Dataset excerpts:
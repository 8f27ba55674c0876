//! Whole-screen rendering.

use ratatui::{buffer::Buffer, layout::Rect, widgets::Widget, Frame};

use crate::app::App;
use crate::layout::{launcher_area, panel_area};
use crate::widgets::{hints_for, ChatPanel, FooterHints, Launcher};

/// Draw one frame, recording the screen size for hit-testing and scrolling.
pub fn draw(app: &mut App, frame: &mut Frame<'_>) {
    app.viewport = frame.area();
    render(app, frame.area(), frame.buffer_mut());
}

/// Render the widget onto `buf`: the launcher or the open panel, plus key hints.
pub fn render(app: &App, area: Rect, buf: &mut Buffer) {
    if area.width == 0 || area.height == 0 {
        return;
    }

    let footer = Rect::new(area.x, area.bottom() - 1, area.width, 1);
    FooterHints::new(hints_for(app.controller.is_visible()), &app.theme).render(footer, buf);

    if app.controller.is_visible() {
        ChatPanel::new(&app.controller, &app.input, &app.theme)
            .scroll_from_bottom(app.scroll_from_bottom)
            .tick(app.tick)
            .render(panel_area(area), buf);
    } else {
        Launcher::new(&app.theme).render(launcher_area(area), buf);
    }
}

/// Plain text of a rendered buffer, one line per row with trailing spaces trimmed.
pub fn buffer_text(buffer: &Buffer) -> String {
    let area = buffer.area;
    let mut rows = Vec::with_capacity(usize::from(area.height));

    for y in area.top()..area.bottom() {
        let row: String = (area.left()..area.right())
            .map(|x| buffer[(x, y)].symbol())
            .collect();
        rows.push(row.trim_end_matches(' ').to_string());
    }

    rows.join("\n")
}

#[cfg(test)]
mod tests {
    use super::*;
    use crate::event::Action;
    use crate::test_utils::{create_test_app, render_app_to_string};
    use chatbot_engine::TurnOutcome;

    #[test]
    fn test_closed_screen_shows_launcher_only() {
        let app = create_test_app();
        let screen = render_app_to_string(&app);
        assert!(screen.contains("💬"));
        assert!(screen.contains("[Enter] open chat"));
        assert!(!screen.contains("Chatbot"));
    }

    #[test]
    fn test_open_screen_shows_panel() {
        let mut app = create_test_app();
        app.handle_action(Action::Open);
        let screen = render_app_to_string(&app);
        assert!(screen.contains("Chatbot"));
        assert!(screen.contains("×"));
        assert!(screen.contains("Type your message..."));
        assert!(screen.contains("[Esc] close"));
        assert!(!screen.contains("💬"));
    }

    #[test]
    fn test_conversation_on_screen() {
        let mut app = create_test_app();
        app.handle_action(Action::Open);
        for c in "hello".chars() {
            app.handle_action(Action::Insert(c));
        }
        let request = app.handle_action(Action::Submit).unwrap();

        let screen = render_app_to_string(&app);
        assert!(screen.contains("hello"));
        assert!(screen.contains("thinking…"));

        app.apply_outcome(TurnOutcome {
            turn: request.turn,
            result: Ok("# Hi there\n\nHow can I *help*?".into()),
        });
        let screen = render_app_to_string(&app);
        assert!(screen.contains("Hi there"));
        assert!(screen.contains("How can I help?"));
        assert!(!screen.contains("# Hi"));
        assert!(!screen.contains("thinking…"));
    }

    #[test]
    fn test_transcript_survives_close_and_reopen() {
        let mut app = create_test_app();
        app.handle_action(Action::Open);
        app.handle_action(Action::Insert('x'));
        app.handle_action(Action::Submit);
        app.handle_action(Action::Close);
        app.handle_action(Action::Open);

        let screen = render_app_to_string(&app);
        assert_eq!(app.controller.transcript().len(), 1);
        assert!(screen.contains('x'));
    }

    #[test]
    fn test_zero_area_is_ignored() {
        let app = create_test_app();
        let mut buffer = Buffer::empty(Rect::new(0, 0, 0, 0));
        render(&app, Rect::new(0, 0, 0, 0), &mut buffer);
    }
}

==

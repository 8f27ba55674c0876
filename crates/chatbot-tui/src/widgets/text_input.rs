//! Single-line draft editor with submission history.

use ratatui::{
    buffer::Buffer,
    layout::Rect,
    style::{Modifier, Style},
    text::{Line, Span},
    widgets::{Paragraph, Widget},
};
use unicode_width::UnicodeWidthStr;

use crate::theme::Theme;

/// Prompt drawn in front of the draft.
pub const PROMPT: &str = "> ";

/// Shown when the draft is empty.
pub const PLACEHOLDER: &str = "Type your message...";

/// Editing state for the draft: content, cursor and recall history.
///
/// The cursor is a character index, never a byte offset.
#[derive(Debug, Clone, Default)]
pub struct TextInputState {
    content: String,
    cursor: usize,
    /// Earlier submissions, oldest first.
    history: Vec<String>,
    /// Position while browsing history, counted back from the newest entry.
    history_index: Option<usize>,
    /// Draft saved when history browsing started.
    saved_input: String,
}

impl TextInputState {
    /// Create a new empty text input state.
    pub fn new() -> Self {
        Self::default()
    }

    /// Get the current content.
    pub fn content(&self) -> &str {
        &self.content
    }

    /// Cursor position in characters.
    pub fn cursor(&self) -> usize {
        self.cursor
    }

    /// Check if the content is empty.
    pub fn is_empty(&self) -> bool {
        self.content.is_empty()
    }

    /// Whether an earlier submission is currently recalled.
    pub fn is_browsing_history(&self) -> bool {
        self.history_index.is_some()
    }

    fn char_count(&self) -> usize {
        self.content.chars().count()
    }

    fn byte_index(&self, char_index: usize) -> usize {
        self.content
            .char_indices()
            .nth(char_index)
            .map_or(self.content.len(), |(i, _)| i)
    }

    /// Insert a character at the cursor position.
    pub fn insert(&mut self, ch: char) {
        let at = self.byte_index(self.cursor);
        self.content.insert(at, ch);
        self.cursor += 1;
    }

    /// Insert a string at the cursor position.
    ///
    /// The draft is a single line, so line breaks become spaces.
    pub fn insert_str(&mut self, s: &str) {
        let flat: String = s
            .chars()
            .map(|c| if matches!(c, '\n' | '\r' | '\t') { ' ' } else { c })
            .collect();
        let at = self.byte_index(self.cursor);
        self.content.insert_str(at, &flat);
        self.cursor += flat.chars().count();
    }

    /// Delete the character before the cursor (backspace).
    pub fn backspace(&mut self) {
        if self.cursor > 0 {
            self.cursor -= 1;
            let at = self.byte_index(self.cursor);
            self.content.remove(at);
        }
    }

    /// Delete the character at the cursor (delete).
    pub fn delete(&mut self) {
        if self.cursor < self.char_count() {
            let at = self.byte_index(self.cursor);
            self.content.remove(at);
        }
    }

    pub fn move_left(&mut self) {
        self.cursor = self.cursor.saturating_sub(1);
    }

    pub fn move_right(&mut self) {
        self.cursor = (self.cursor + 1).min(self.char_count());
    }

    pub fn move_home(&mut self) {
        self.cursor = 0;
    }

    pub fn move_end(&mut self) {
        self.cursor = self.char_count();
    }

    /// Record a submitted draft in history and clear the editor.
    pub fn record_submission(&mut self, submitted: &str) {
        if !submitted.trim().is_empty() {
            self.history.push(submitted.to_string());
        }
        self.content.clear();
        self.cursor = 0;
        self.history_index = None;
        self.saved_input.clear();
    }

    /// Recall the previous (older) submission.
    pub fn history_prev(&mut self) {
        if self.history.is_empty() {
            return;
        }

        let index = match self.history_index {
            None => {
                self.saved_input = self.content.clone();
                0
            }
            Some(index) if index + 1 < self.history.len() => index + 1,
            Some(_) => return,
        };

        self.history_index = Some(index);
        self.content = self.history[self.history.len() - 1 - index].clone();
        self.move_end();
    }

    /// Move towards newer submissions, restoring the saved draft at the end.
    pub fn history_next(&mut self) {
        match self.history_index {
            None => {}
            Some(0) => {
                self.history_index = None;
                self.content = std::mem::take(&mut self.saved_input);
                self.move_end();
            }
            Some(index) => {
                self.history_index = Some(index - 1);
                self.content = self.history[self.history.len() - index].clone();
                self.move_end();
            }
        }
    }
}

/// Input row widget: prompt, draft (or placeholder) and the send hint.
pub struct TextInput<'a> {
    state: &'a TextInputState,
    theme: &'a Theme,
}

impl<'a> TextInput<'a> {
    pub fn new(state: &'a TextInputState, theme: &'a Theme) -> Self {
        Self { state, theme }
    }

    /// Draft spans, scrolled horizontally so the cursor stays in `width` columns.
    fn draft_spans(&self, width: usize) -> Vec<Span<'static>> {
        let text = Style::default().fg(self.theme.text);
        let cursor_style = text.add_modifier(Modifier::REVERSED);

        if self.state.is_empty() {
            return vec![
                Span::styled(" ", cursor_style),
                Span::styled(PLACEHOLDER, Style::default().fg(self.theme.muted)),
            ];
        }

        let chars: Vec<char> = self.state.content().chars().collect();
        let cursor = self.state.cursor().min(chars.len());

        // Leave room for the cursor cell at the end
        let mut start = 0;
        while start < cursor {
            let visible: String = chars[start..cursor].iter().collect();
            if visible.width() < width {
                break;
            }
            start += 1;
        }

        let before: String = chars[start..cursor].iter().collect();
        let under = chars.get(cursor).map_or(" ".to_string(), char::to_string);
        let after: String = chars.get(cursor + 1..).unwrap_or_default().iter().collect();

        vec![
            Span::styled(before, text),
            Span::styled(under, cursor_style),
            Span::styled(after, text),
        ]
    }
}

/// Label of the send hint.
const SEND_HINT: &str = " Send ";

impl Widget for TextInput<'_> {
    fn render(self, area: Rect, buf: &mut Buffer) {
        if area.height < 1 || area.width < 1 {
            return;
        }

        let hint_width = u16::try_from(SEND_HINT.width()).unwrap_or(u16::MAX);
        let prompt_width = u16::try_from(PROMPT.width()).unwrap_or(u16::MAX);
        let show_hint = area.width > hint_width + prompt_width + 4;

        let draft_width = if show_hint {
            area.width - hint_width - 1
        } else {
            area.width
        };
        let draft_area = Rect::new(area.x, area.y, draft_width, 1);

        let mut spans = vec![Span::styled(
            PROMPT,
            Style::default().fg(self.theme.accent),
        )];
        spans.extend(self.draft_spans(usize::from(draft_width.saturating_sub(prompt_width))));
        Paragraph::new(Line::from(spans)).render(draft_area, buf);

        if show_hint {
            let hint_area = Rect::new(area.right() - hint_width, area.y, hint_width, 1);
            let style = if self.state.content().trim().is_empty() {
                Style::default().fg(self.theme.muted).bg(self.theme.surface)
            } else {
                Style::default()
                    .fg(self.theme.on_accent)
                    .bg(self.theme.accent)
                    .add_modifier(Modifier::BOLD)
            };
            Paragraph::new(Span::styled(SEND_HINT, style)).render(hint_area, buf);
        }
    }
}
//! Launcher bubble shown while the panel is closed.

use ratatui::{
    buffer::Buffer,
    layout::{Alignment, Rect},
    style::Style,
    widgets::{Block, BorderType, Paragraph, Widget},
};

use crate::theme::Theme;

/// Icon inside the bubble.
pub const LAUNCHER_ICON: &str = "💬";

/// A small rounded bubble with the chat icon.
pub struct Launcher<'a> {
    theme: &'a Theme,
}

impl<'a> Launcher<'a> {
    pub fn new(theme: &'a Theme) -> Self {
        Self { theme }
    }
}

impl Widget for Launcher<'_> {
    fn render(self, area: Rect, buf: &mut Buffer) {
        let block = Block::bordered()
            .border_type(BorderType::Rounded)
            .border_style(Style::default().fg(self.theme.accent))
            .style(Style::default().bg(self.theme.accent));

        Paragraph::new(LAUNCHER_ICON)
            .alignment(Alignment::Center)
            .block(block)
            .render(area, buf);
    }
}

*WHAT TO PRODUCE:*
Filter the data down to the lines that contain the string "after", and copy them.

*OUTPUT OF THE EXERCISE:*
        let after: String = chars.get(cursor + 1..).unwrap_or_default().iter().collect();
            Span::styled(after, text),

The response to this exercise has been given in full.